EXERCISE DETAILS: Check each line of the material for the string "Option", and copy the lines that have it.

RECORDS FOR PROCESSING:
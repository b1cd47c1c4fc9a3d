//! City identifier value object

use serde::{Deserialize, Serialize};
use std::fmt;

/// Identifier of a city in the static catalog
///
/// Small integers assigned at build time; equality and hashing are the only
/// interesting operations.
#[derive(Debug, Clone, Copy, PartialEq, Eq, PartialOrd, Ord, Hash, Serialize, Deserialize)]
#[serde(transparent)]
pub struct CityId(u32);

impl CityId {
    /// Create a city id from its raw value
    #[must_use]
    pub const fn new(value: u32) -> Self {
        Self(value)
    }

    /// Get the raw id value
    #[must_use]
    pub const fn value(self) -> u32 {
        self.0
    }
}

impl fmt::Display for CityId {
    fn fmt(&self, f: &mut fmt::Formatter<'_>) -> fmt::Result {
        write!(f, "{}", self.0)
    }
}

impl From<u32> for CityId {
    fn from(value: u32) -> Self {
        Self(value)
    }
}

impl From<CityId> for u32 {
    fn from(id: CityId) -> Self {
        id.0
    }
}
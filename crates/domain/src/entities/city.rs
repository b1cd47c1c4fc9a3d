//! City entity and the static catalog
//!
//! The selectable cities are fixed at build time; the catalog only supports
//! lookup and case-insensitive prefix search.

use crate::value_objects::CityId;
use serde::Serialize;

/// A selectable city
#[derive(Debug, Clone, Copy, PartialEq, Eq, Serialize)]
pub struct City {
    /// Catalog identifier
    pub id: CityId,
    /// Display name
    pub name: &'static str,
}

impl City {
    const fn new(id: u32, name: &'static str) -> Self {
        Self {
            id: CityId::new(id),
            name,
        }
    }
}

/// The build-time city catalog
#[derive(Debug, Clone, Copy)]
pub struct CityCatalog;

impl CityCatalog {
    const CITIES: [City; 11] = [
        City::new(1, "Wrocław"),
        City::new(2, "Szczerców"),
        City::new(3, "Gdańsk"),
        City::new(4, "Łódź"),
        City::new(5, "Poznań"),
        City::new(6, "Warszawa"),
        City::new(7, "Kraków"),
        City::new(8, "Bełchatów"),
        City::new(9, "New York"),
        City::new(10, "Wola Wiązowa"),
        City::new(11, "Rusiec"),
    ];

    /// All cities in catalog order
    #[must_use]
    pub const fn all() -> &'static [City] {
        &Self::CITIES
    }

    /// Look up a city by its identifier
    #[must_use]
    pub fn get(id: CityId) -> Option<&'static City> {
        Self::CITIES.iter().find(|city| city.id == id)
    }

    /// Check whether an identifier exists in the catalog
    #[must_use]
    pub fn contains(id: CityId) -> bool {
        Self::get(id).is_some()
    }

    /// Look up a city by display name, case-insensitively
    #[must_use]
    pub fn find_by_name(name: &str) -> Option<&'static City> {
        let needle = name.trim().to_lowercase();
        Self::CITIES
            .iter()
            .find(|city| city.name.to_lowercase() == needle)
    }

    /// Filter the catalog by a case-insensitive name prefix
    ///
    /// The query is trimmed first; an empty query returns the full catalog
    /// in its original order.
    #[must_use]
    pub fn search(query: &str) -> Vec<&'static City> {
        let needle = query.trim().to_lowercase();
        if needle.is_empty() {
            return Self::CITIES.iter().collect();
        }
        Self::CITIES
            .iter()
            .filter(|city| city.name.to_lowercase().starts_with(&needle))
            .collect()
    }
}
//! Preference storage port
//!
//! Persistence is a single serialized blob behind a fixed key, written
//! synchronously from the caller's perspective. Absence and parse failures
//! are both "no prior state", never errors.

use domain::entities::UserPreferences;
#[cfg(test)]
use mockall::automock;

use crate::error::ApplicationError;

/// Port for durable preference storage
#[cfg_attr(test, automock)]
pub trait PreferenceStorePort: Send + Sync {
    /// Load previously persisted preferences
    ///
    /// Returns `None` when nothing was persisted yet or the stored blob
    /// cannot be parsed; the caller falls back to defaults.
    fn load(&self) -> Option<UserPreferences>;

    /// Persist the given preferences
    ///
    /// Callers treat failures as best-effort: they are logged, not surfaced.
    fn save(&self, preferences: &UserPreferences) -> Result<(), ApplicationError>;
}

FINISHED TASK:
    pub fn get(id: CityId) -> Option<&'static City> {
    pub fn find_by_name(name: &str) -> Option<&'static City> {
    fn load(&self) -> Option<UserPreferences>;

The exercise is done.